If when you meet someone you tend to open the flood gates to the sweetest, most giving version of yourself...in other words you start with giving your all, you probably find yourself feeling used or having many people walk out of your life, even though you feel you've done nothing but everything for this person. The fact is, as humans we don't want someone that does every little thing for us, giving us their all before setting a standard for us. We want someone that is nice, but not at the cost to themselves, essentially we want someone that is nicer to themselves than they are to us. Let me explain...
A person that is nicer to themselves than someone else, won't just give their all to every person that comes along, they will dip their proverbial foot in the water...make sure its safe, then will inch themselves in.
Constantly giving in relationships without having requirements for the person on the other end, will only lead to hurt and resentment.
Humans will have more appreciation for what they earn versus they're given.
I am by no means saying "giving always requires reciprocation, because one of the best feelings, is to give to another person, especially love, not many things are more fulfilling than an abundance of giving within a relationship. If 2 people can freely give their all to each other, they will have a far more fulfilled relationship."

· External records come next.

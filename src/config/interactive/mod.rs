use anyhow::{Context, Result};
use console::style;
use dialoguer::{Confirm, Input, Select};

use super::{Config, ConfigError, EscalationStrategy, OllamaConfig};

#[inline]
pub fn run_interactive_config(config_dir: Option<&std::path::Path>) -> Result<()> {
    eprintln!("{}", style("🔧 Support RAG Configuration Setup").bold().cyan());
    eprintln!();

    let mut config = load_existing_config(config_dir)?;

    eprintln!("{}", style("Ollama Configuration").bold().yellow());
    eprintln!("Configure your local Ollama instance for embeddings and answer generation.");
    eprintln!();

    configure_ollama(&mut config.ollama)?;

    eprintln!();
    eprintln!("{}", style("Escalation Configuration").bold().yellow());
    configure_escalation(&mut config)?;

    eprintln!();
    eprintln!("{}", style("Testing configuration...").yellow());

    if test_ollama_connection(&config.ollama) {
        eprintln!("{}", style("✓ Ollama connection successful!").green());
    } else {
        eprintln!(
            "{}",
            style("⚠ Warning: Could not connect to Ollama").yellow()
        );
        eprintln!("You can continue, but make sure Ollama is running before ingesting.");
    }

    eprintln!();
    if Confirm::new()
        .with_prompt("Save configuration?")
        .default(true)
        .interact()?
    {
        config.save().context("Failed to save configuration")?;
        eprintln!("{}", style("✓ Configuration saved successfully!").green());
        eprintln!(
            "Configuration saved to: {}",
            style(config.config_file_path().display()).cyan()
        );
    } else {
        eprintln!("Configuration not saved.");
    }

    Ok(())
}

#[inline]
pub fn show_config(config_dir: Option<&std::path::Path>) -> Result<()> {
    let config = match config_dir {
        Some(dir) => Config::load_from(dir),
        None => Config::load(),
    }
    .context("Failed to load configuration")?;

    eprintln!("{}", style("📋 Current Configuration").bold().cyan());
    eprintln!();

    eprintln!("{}", style("Ollama Settings:").bold().yellow());
    eprintln!("  Host: {}", style(&config.ollama.host).cyan());
    eprintln!("  Port: {}", style(config.ollama.port).cyan());
    eprintln!(
        "  Embedding Model: {}",
        style(&config.ollama.embedding_model).cyan()
    );
    eprintln!(
        "  Generation Model: {}",
        style(&config.ollama.generation_model).cyan()
    );
    eprintln!("  Batch Size: {}", style(config.ollama.batch_size).cyan());
    match config.ollama_url() {
        Ok(url) => eprintln!("  Ollama URL: {}", style(url).cyan()),
        Err(e) => eprintln!("  Ollama URL: {} ({})", style("Invalid").red(), e),
    }

    eprintln!();
    eprintln!("{}", style("Pipeline Settings:").bold().yellow());
    eprintln!(
        "  Chunking: {} chars, {} overlap",
        style(config.chunking.max_chunk_size).cyan(),
        style(config.chunking.overlap).cyan()
    );
    eprintln!("  Retrieval top-k: {}", style(config.retrieval.top_k).cyan());
    eprintln!("  Memory turns: {}", style(config.memory.max_turns).cyan());
    eprintln!(
        "  Escalation: {} ({} triggers)",
        style(config.escalation.strategy).cyan(),
        style(config.escalation.triggers.len()).cyan()
    );
    eprintln!(
        "  Corpus: {}",
        style(config.corpus.directory.display()).cyan()
    );

    eprintln!();
    eprintln!(
        "Config file: {}",
        style(config.config_file_path().display()).dim()
    );
    eprintln!("Index: {}", style(config.index_path().display()).dim());

    Ok(())
}

fn load_existing_config(config_dir: Option<&std::path::Path>) -> Result<Config> {
    let loaded = match config_dir {
        Some(dir) => Config::load_from(dir),
        None => Config::load(),
    };
    loaded.map_or_else(
        |_| {
            eprintln!(
                "{}",
                style("No existing configuration found. Using defaults.").yellow()
            );
            let mut config = Config::default();
            if let Some(dir) = config_dir {
                config.base_dir = dir.to_path_buf();
            }
            Ok(config)
        },
        |config| {
            eprintln!("{}", style("Found existing configuration.").green());
            Ok(config)
        },
    )
}

fn configure_ollama(ollama: &mut OllamaConfig) -> Result<()> {
    let protocols = &["http", "https"];
    let default_index = protocols
        .iter()
        .position(|&p| p == ollama.protocol)
        .unwrap_or(0);

    let protocol_index = Select::new()
        .with_prompt("Ollama protocol")
        .default(default_index)
        .items(protocols)
        .interact()?;

    let protocol = protocols[protocol_index].to_string();

    let host: String = Input::new()
        .with_prompt("Ollama host")
        .default(ollama.host.clone())
        .validate_with(|input: &String| -> Result<(), ConfigError> {
            let temp_config = OllamaConfig {
                protocol: protocol.clone(),
                host: input.clone(),
                ..OllamaConfig::default()
            };
            temp_config.validate()
        })
        .interact_text()?;

    let port: u16 = Input::new()
        .with_prompt("Ollama port")
        .default(ollama.port)
        .validate_with(|input: &u16| -> Result<(), &str> {
            if *input == 0 {
                Err("Port must be greater than 0")
            } else {
                Ok(())
            }
        })
        .interact_text()?;

    let embedding_model: String = Input::new()
        .with_prompt("Embedding model")
        .default(ollama.embedding_model.clone())
        .validate_with(non_empty_model)
        .interact_text()?;

    let generation_model: String = Input::new()
        .with_prompt("Generation model")
        .default(ollama.generation_model.clone())
        .validate_with(non_empty_model)
        .interact_text()?;

    let batch_size: u32 = Input::new()
        .with_prompt("Batch size for embedding generation")
        .default(ollama.batch_size)
        .validate_with(|input: &u32| -> Result<(), &str> {
            if *input == 0 {
                Err("Batch size must be greater than 0")
            } else if *input > 1000 {
                Err("Batch size must be 1000 or less")
            } else {
                Ok(())
            }
        })
        .interact_text()?;

    ollama.set_protocol(protocol)?;
    ollama.set_host(host)?;
    ollama.set_port(port)?;
    ollama.set_embedding_model(embedding_model)?;
    ollama.set_generation_model(generation_model)?;
    ollama.set_batch_size(batch_size)?;

    Ok(())
}

fn configure_escalation(config: &mut Config) -> Result<()> {
    let strategies = &["rule", "model"];
    let default_index = match config.escalation.strategy {
        EscalationStrategy::Rule => 0,
        EscalationStrategy::Model => 1,
    };

    let strategy_index = Select::new()
        .with_prompt("Escalation strategy")
        .default(default_index)
        .items(strategies)
        .interact()?;

    config.escalation.strategy = if strategy_index == 0 {
        EscalationStrategy::Rule
    } else {
        EscalationStrategy::Model
    };

    Ok(())
}

fn non_empty_model(input: &String) -> Result<(), &'static str> {
    if input.trim().is_empty() {
        Err("Model name cannot be empty")
    } else {
        Ok(())
    }
}

fn test_ollama_connection(ollama: &OllamaConfig) -> bool {
    let url = format!(
        "{}://{}:{}/api/version",
        ollama.protocol, ollama.host, ollama.port
    );

    let agent: ureq::Agent = ureq::Agent::config_builder()
        .timeout_global(Some(std::time::Duration::from_secs(5)))
        .build()
        .into();

    match agent.get(&url).call() {
        Ok(_) => true,
        Err(ureq::Error::StatusCode(code)) if (400..500).contains(&code) => true,
        Err(_) => false,
    }
}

A successful relationship requires equal contribution from both parties. A relationship isn't about one person endlessly giving to the other, if you start on this foot, the one where you give your all from the first meeting, won't win you the relationship you are looking for.
Giving can be a form of manipulation..
If you meet someone and from the first second you meet them, they're constantly doing everything for you, catering to your every need, without requiring at least commitment from you, be very sceptical. There is a reason behind each action a person makes, people don't go around doing everything for the benefit of another person, requiring nothing from you. It can be hard to walk away from someone that is seemingly doing everything for you, in fact you will probably feel guilty for even thinking about distancing yourself from someone who is working so hard to make you feel good. This is the point, and why it is often used as a tool of manipulation, because it makes it more difficult to walk away, even though you will feel that you should.
We can say that giving should be done endlessly in a relationship, requiring nothing in return, but the fact is...if you continually give your all to someone, not setting a standard for their behaviour towards you, you will end up feeling mistreated, resentful or alone. Its sounds terrible to say, that you could be great to someone and it wouldn't work, yet our human nature still exists. Give your all, but make sure it isn't at the cost of yourself, as soon as you show that you will give your all no matter the cost, you sell yourself short and lose the respect of others. Mutually giving in a relationship will make for a healthy relationship, one sided will lead to a disaster or miserable people. No matter who you are, you need someone in your life that makes you step up, that will give you the world, but will only do so, if you are also giving them the world, not at the cost of themselves though. This shows ones love for oneself, loving oneself, will pay you dividends throughout your entire life.